Os fatos que cercam a morte de Skaggs não estão em discussão. O canhoto de 27 anos morreu inesperadamente em 1º de julho de 2019, de asfixia após vomitar sob a influência de fentanil, oxicodona e álcool, enquanto os Angels estavam no Texas para uma série de três jogos contra os Rangers.
Kay forneceu a Skaggs comprimidos de oxicodona falsificados misturados com fentanil e está cumprindo 22 anos de prisão federal por seu papel na morte.
A equipe jurídica da família Skaggs, liderada pelos advogados Rusty Hardin, Sean Holley e Dutko, argumentou que muitos funcionários dos Angels sabiam dos anos de vício de Key e ignoraram as políticas do time e da Liga Principal de Beisebol que não o denunciaram ou puniram.
Dutko disse que Kay estava agindo no âmbito de seu trabalho quando administrou comprimidos de opióides a Skaggs e vários outros jogadores – uma posição fortemente contestada por Theodora. Dutko testemunhou que Key fez tudo o que pôde para agradar os jogadores, conseguindo-lhes receitas de Viagra e canetas vaporizadoras de maconha, marcando partidas e massagens e provocando-os tirando uma bola rápida de seu joelho e falando nas costas do astro externo Mike Trout.
“Do Viagra aos opioides”, disse Dutko, “o trabalho de Eric Kay era garantir que os jogadores conseguissem tudo o que queriam.
Theodora consistentemente retratou Skaggs como um viciado em drogas que pressionou agressivamente Key para conseguir comprimidos para ele e dar comprimidos aos companheiros de equipe, até mesmo pressionando Key a prescrever opioides logo depois que o funcionário de longa data e viciado em drogas saiu da reabilitação.
Na segunda-feira, Theodora revisou depoimentos de cinco companheiros de equipe de Skaggs desde 2011 e argumentou que não apenas o uso de drogas por Skaggs aumentou em um período de nove anos, mas que Skaggs apresentou Kay a eles e obteve pessoalmente comprimidos para os jogadores.
“Chama-se cadeia de distribuição”, disse Theodora.
A família Skaggs busca não apenas perda de renda e danos emocionais, mas também danos punitivos. A lei da Califórnia não permite danos punitivos em casos de homicídio culposo, mas voltando ao caso de OJ Simpson abre uma exceção se a pessoa sofreu danos materiais antes da morte. Os advogados de Skaggs acreditam que Kay foi responsável por contaminar o iPad do poço com fentanil, que foi confiscado e nunca mais devolvido à família.

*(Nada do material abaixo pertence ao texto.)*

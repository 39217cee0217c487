//! Selector fragments and emitted selectors
//!
//! A fragment is the local `element[.class][:pseudo]` part of a style path.
//! Fragments render to selectors that match the class attribute exactly, so
//! `div.grid` never matches `<div class="grid wide">`.

use std::fmt;

/// Local selector fragment of one style node
#[derive(Debug, Clone, PartialEq, Eq, Hash)]
pub struct Fragment {
    /// Element name (e.g., div, h1)
    pub element: String,
    /// Class name; `base.sub` for a subclass
    pub class: Option<String>,
    /// Pseudo suffix including its leading colon (e.g., `:hover`)
    pub pseudo: Option<String>,
}

impl Fragment {
    pub fn new(element: impl Into<String>, class: Option<String>, pseudo: Option<String>) -> Self {
        Self {
            element: element.into(),
            class,
            pseudo,
        }
    }

    /// Fragment with only an element name
    pub fn element(element: impl Into<String>) -> Self {
        Self::new(element, None, None)
    }

    /// Fragment with an element and a class
    pub fn with_class(element: impl Into<String>, class: impl Into<String>) -> Self {
        Self::new(element, Some(class.into()), None)
    }

    /// Split a `base.sub` class into its two halves
    pub fn subclass(&self) -> Option<(&str, &str)> {
        self.class.as_deref()?.split_once('.')
    }

    /// For a subclass fragment, the fragment naming its base class
    pub fn base(&self) -> Option<Fragment> {
        let (base, _) = self.subclass()?;
        Some(Fragment::with_class(self.element.clone(), base))
    }

    /// Selector parts matching this fragment
    pub fn selector_parts(&self) -> Vec<SelectorPart> {
        let mut parts = vec![SelectorPart::Type(self.element.clone())];

        match &self.class {
            None => parts.push(SelectorPart::NoAttribute("class".to_string())),
            Some(class) => parts.push(SelectorPart::ExactAttribute {
                name: "class".to_string(),
                value: class.split('.').collect::<Vec<_>>().join(" "),
            }),
        }

        if let Some(pseudo) = &self.pseudo {
            parts.push(SelectorPart::Pseudo(pseudo.clone()));
        }

        parts
    }
}

impl fmt::Display for Fragment {
    fn fmt(&self, f: &mut fmt::Formatter<'_>) -> fmt::Result {
        f.write_str(&self.element)?;
        if let Some(class) = &self.class {
            write!(f, ".{}", class)?;
        }
        if let Some(pseudo) = &self.pseudo {
            f.write_str(pseudo)?;
        }
        Ok(())
    }
}

/// A part of an emitted selector
#[derive(Debug, Clone, PartialEq, Eq)]
pub enum SelectorPart {
    /// Type selector (e.g., div, p, span)
    Type(String),
    /// `[name="value"]`, whole-attribute match
    ExactAttribute { name: String, value: String },
    /// `:not([name])`
    NoAttribute(String),
    /// Pseudo-class or pseudo-element suffix, colon included
    Pseudo(String),
    /// Child combinator between compound selectors (`>`)
    Child,
}

/// A complete emitted selector
#[derive(Debug, Clone, PartialEq, Eq)]
pub struct Selector {
    pub parts: Vec<SelectorPart>,
}

impl Selector {
    /// Selector for a root-to-node path of fragments, joined by `>`
    pub fn from_path(path: &[Fragment]) -> Self {
        let mut parts = Vec::new();

        for (i, fragment) in path.iter().enumerate() {
            if i > 0 {
                parts.push(SelectorPart::Child);
            }
            parts.extend(fragment.selector_parts());
        }

        Self { parts }
    }
}

impl fmt::Display for Selector {
    fn fmt(&self, f: &mut fmt::Formatter<'_>) -> fmt::Result {
        for part in &self.parts {
            match part {
                SelectorPart::Type(name) => f.write_str(name)?,
                SelectorPart::ExactAttribute { name, value } => write!(f, "[{}=\"{}\"]", name, value)?,
                SelectorPart::NoAttribute(name) => write!(f, ":not([{}])", name)?,
                SelectorPart::Pseudo(pseudo) => f.write_str(pseudo)?,
                SelectorPart::Child => f.write_str(" > ")?,
            }
        }
        Ok(())
    }
}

“O júri deve primeiro encontrar o demandante por danos econômicos e emocionais, e então o segundo debate será determinar se os danos punitivos são apropriados”, disse Edson K. McClellan, um advogado de Irvine especializado em litígios civis e trabalhistas de alto perfil. “O objetivo da indenização punitiva é enviar uma mensagem ao réu: não faça isso de novo.”
McClellan disse que o objetivo das declarações finais é “mudar os corações” para convencer os jurados que podem não ter se decidido. Ambas as partes apresentaram argumentos convincentes de que o seu caso apresentado há dois meses foi decidido a seu favor.
Ambos os lados apresentarão argumentos finais na terça-feira, antes que o caso vá a julgamento. A juíza H. Sheena Culver insistiu que deseja uma decisão até sexta-feira. Ao contrário de um julgamento criminal em que todos os 12 jurados precisam de concordar sobre a culpa ou inocência, num julgamento civil apenas nove dos 12 precisam de tomar uma decisão e chegar a acordo sobre os danos.